彼の実力が並み程度ならばその狂わされた感覚に気付く事無く馬車の荷台を掴むことが出来ただろう。だが、アザゼルは自らの身体に起こった僅かな違和を感じ取ることができてしまう強者だった。
「……チッ、知れば知るほどに凶悪なサブだな〈道化師〉は」
「君の〈必殺の一撃〉ほどではないと思うが」
「なら、喰らってみるか? 俺の〈必殺の一撃〉」
拳に巻きつけられた幻想級装備〈日輪紡ぐ革紐〉を握りしめたアザゼルは改めてファイティングポーズを取る。所有者の意気に呼応するかのように起動状態に移行した〈日輪紡ぐ革紐〉は灼熱を孕んだ光を放ち、アザゼルの周囲の空気が灼熱の余波で歪んでいく。

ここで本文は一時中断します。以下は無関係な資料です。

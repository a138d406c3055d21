//! Change feeds.
//!
//! Stores publish every successful write to a [`ChangeFeed`]. Sinks run
//! synchronously on the writing task once the write has landed and store
//! locks are released, so a sink may read the store back.

use parking_lot::RwLock;
use serde_json::Value;
use std::sync::Arc;

/// Placeholder that stands in for secret values in events and masked
/// output.
pub const REDACTED_MARKER: &str = "********";

/// [`REDACTED_MARKER`] as a JSON value.
pub fn redacted() -> Value {
    Value::String(REDACTED_MARKER.to_string())
}

/// A change to a runtime key. Secure keys carry [`REDACTED_MARKER`]
/// instead of their values.
#[derive(Debug, Clone, PartialEq)]
pub struct StoreChange {
    pub key: String,
    pub new_value: Option<Value>,
    pub old_value: Option<Value>,
}

/// Receives change events from a [`ChangeFeed`].
pub trait ChangeSink<E>: Send + Sync {
    fn on_change(&self, event: &E);
}

/// Fan-out point for change events. Clones share their sinks.
pub struct ChangeFeed<E> {
    sinks: Arc<RwLock<Vec<Arc<dyn ChangeSink<E>>>>>,
}

impl<E> ChangeFeed<E> {
    pub fn new() -> Self {
        Self {
            sinks: Arc::new(RwLock::new(Vec::new())),
        }
    }

    /// Adds a sink for every later event.
    pub fn attach(&self, sink: Arc<dyn ChangeSink<E>>) {
        self.sinks.write().push(sink);
    }

    pub fn sink_count(&self) -> usize {
        self.sinks.read().len()
    }

    pub fn emit(&self, event: &E) {
        // Snapshot so a sink may attach another sink.
        let sinks = self.sinks.read().clone();
        for sink in sinks {
            sink.on_change(event);
        }
    }
}

impl<E> Clone for ChangeFeed<E> {
    fn clone(&self) -> Self {
        Self {
            sinks: Arc::clone(&self.sinks),
        }
    }
}

impl<E> Default for ChangeFeed<E> {
    fn default() -> Self {
        Self::new()
    }
}
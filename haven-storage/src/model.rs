//! Profile document model.
//!
//! `profiles.json` is `{ "profiles": [...], "activeProfileId": "..." }`,
//! camelCase throughout. Only the values of `secureSettings` are
//! ciphertext; everything else is plain JSON.

use chrono::{DateTime, Utc};
use haven_types::ProfileId;
use serde::{Deserialize, Serialize};
use serde_json::{Map, Value};
use std::collections::BTreeMap;
use uuid::Uuid;

/// The persisted profile document.
#[derive(Debug, Clone, Default, Serialize, Deserialize)]
#[serde(rename_all = "camelCase")]
pub struct ProfileDocument {
    #[serde(default)]
    pub profiles: Vec<Profile>,
    #[serde(default)]
    pub active_profile_id: Option<ProfileId>,
}

impl ProfileDocument {
    pub fn profile(&self, id: ProfileId) -> Option<&Profile> {
        self.profiles.iter().find(|p| p.id == id)
    }

    pub(crate) fn position(&self, id: ProfileId) -> Option<usize> {
        self.profiles.iter().position(|p| p.id == id)
    }
}

/// An isolated user identity.
#[derive(Debug, Clone, PartialEq, Serialize, Deserialize)]
#[serde(rename_all = "camelCase")]
pub struct Profile {
    pub id: ProfileId,
    pub name: String,
    pub created_at: DateTime<Utc>,
    pub last_active: DateTime<Utc>,
    #[serde(default)]
    pub navigation_history: Vec<NavigationEntry>,
    #[serde(default)]
    pub downloads: Vec<DownloadRecord>,
    #[serde(default)]
    pub bookmarks: Vec<Bookmark>,
    #[serde(default)]
    pub autofill: Vec<AutofillEntry>,
    #[serde(default)]
    pub search_engines: Vec<SearchEngine>,
    #[serde(default)]
    pub settings: ProfileSettings,
    /// Key → ciphertext. Keys are namespaced by feature.
    #[serde(default)]
    pub secure_settings: BTreeMap<String, String>,
}

impl Profile {
    pub(crate) fn new(name: &str) -> Self {
        let now = Utc::now();
        Self {
            id: ProfileId::new(),
            name: name.to_string(),
            created_at: now,
            last_active: now,
            navigation_history: Vec::new(),
            downloads: Vec::new(),
            bookmarks: Vec::new(),
            autofill: Vec::new(),
            search_engines: Vec::new(),
            settings: ProfileSettings::default(),
            secure_settings: BTreeMap::new(),
        }
    }
}

/// Light-weight listing view of a profile.
#[derive(Debug, Clone, PartialEq, Eq, Serialize)]
#[serde(rename_all = "camelCase")]
pub struct ProfileSummary {
    pub id: ProfileId,
    pub name: String,
    pub created_at: DateTime<Utc>,
    pub last_active: DateTime<Utc>,
    pub is_active: bool,
}

/// Generic per-profile settings map with typed accessors for the known
/// preference names.
#[derive(Debug, Clone, Default, PartialEq, Serialize, Deserialize)]
#[serde(transparent)]
pub struct ProfileSettings(Map<String, Value>);

impl ProfileSettings {
    pub fn get(&self, key: &str) -> Option<&Value> {
        self.0.get(key)
    }

    pub fn set(&mut self, key: &str, value: Value) -> Option<Value> {
        self.0.insert(key.to_string(), value)
    }

    pub fn remove(&mut self, key: &str) -> Option<Value> {
        self.0.remove(key)
    }

    pub fn iter(&self) -> impl Iterator<Item = (&String, &Value)> {
        self.0.iter()
    }

    /// Merges a patch; `null` values remove the key.
    pub fn apply_patch(&mut self, patch: Map<String, Value>) {
        for (key, value) in patch {
            if value.is_null() {
                self.0.remove(&key);
            } else {
                self.0.insert(key, value);
            }
        }
    }

    pub fn theme(&self) -> Option<&str> {
        self.get("theme").and_then(Value::as_str)
    }

    pub fn default_search_engine(&self) -> Option<&str> {
        self.get("defaultSearchEngine").and_then(Value::as_str)
    }

    pub fn language(&self) -> Option<&str> {
        self.get("language").and_then(Value::as_str)
    }

    pub fn privacy_mode(&self) -> bool {
        self.get("privacyMode")
            .and_then(Value::as_bool)
            .unwrap_or(false)
    }
}

/// One visited URL.
#[derive(Debug, Clone, PartialEq, Serialize, Deserialize)]
#[serde(rename_all = "camelCase")]
pub struct NavigationEntry {
    pub url: String,
    pub title: String,
    pub visit_count: u32,
    pub first_visit: DateTime<Utc>,
    pub last_visit: DateTime<Utc>,
}

#[derive(Debug, Clone, Copy, PartialEq, Eq, Serialize, Deserialize)]
#[serde(rename_all = "camelCase")]
pub enum DownloadState {
    InProgress,
    Completed,
    Cancelled,
    Interrupted,
}

#[derive(Debug, Clone, PartialEq, Serialize, Deserialize)]
#[serde(rename_all = "camelCase")]
pub struct DownloadRecord {
    pub id: Uuid,
    pub url: String,
    pub filename: String,
    pub path: Option<String>,
    pub received_bytes: u64,
    pub total_bytes: Option<u64>,
    pub state: DownloadState,
    pub started_at: DateTime<Utc>,
    pub finished_at: Option<DateTime<Utc>>,
}

/// Partial update for a download. Absent fields are left unchanged.
#[derive(Debug, Clone, Default)]
pub struct DownloadUpdate {
    pub received_bytes: Option<u64>,
    pub total_bytes: Option<u64>,
    pub state: Option<DownloadState>,
    pub path: Option<String>,
}

#[derive(Debug, Clone, PartialEq, Serialize, Deserialize)]
#[serde(rename_all = "camelCase")]
pub struct Bookmark {
    pub id: Uuid,
    pub url: String,
    pub title: String,
    #[serde(default)]
    pub folder: Option<String>,
    pub created_at: DateTime<Utc>,
}

#[derive(Debug, Clone, PartialEq, Serialize, Deserialize)]
#[serde(rename_all = "camelCase")]
pub struct AutofillEntry {
    pub id: Uuid,
    pub field_name: String,
    pub value: String,
    pub use_count: u32,
    pub last_used: DateTime<Utc>,
}

#[derive(Debug, Clone, PartialEq, Serialize, Deserialize)]
#[serde(rename_all = "camelCase")]
pub struct SearchEngine {
    pub id: Uuid,
    pub name: String,
    pub keyword: String,
    /// Query URL with `%s` where the search terms go.
    pub url_template: String,
}
//! Settings resolution for Haven.
//!
//! [`SettingsResolver`] is the single read/write entry point for settings.
//! Keys are classified by [`classify`] into profile preferences, API keys
//! or generic app settings. API keys fall back to environment variables
//! and are migrated into encrypted profile storage on first use.
//! [`WatchRegistry`] fans changes out to observers that asked for them;
//! [`WatchForwarder`] feeds it from the stores' change events, so writes
//! made directly on a store are seen too.

mod classify;
mod env;
mod error;
mod resolver;
mod watch;

pub use classify::{ApiKeyType, PREFERENCE_KEYS, SettingKind, classify};
pub use env::{EnvSnapshot, EnvSource};
pub use error::{SettingsError, SettingsResult};
pub use haven_vault::REDACTED_MARKER;
pub use resolver::{SettingsResolver, WatchForwarder};
pub use watch::{ChangeNotification, Namespace, Observer, WatchRegistry};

「遠慮したいな。太陽に近づいた偽物は羽を焼かれて地に落ちるのが道理。〈天界〉にいた頃の私ならまだしも、今の私が太陽に到達できると思い上がれる訳もない。それに〈大地人〉が君の前から逃げ遂せた以上は君と刃を交える意味も失った。……が、君の憂さ晴らしに付き合わないつもりはない」
臨戦態勢のアザゼルに応えるように愛剣〈エンジェルウィング〉を一度構えたギルファーは、しかし、直ぐにその構えを解き、鞘に納める。
「もっとも、それも時間切れだが」
そう言葉にし、茂みへと視線を向けるとそれに応えるように茂みが一度揺れ、一人の少女が姿を現す。
「その通りやでアザやん、撤収や」
狐耳に狐の尾。自称似非関西弁使いで〈ACT〉所属の〈暗殺者〉雪ん子だ。
「……おい、姐御の見積じゃあまだ時間必要だって話だったろ」
「姐御の方は終わっとるで。〈リライズ〉がこけたんや。まぁ、リカルドが出張ってきたみたいやからしゃーないわ。そんでもこんじょー足りひんのは事実やけどな。それにや、アザやん。ギーやんとの戦闘行為は禁止やで?」
「……わかった。わかってる、わかってるって」
大きくため息を吐いたアザゼルは〈日輪紡ぐ革紐〉の起動状態を解除する。
「囮が沈んだ以上、俺らは〈S.D.F.〉がこっちに駆けつける前にフケるけど、ギルはどうするんだ?」
「言った筈だ、アザゼル。君と刃を交える意味はもはや失っていると。だが、一つ問おう」
「手短に、答えられる範囲ならな」
「雪ん子。ミナミの〈大地人〉はどうしたのだ?」
「全部お見通しやんか……。ほんま敵わんわ」
今、この時。なにが起きていたのか。
常識的に考えれば〈ACT〉がこのゾーンで〈大地人〉を襲うなどという情報がそう簡単に〈S.D.F.〉にもたらされる訳がない。ならば、誰がその情報を持ち込んだのか。『三席会合』では狩場が重複しないようにという不可侵の情報交換も行われる場だ。つまりは〈リライズ〉か〈ブレーメン〉のどちらかが〈ACT〉を囮に仕立てて〈S.D.F.〉らの耳目を集めさせ、自らの狩りを行いやすくすることを画策したのだろう。
しかし〈ACT〉の方が上手だ。
自分たちの情報が垂れ込まれた事を彼らは彼らの情報網で知っている。その上でアザゼルという無視できない最大戦力を撒き餌として放ち、〈S.D.F.〉に情報を垂れ込んだ犯人――〈リライズ〉という囮を釣り上げた。そして、その始末は〈S.D.F.〉に任せて、その裏で残りの五人で狩りを行ったのだ。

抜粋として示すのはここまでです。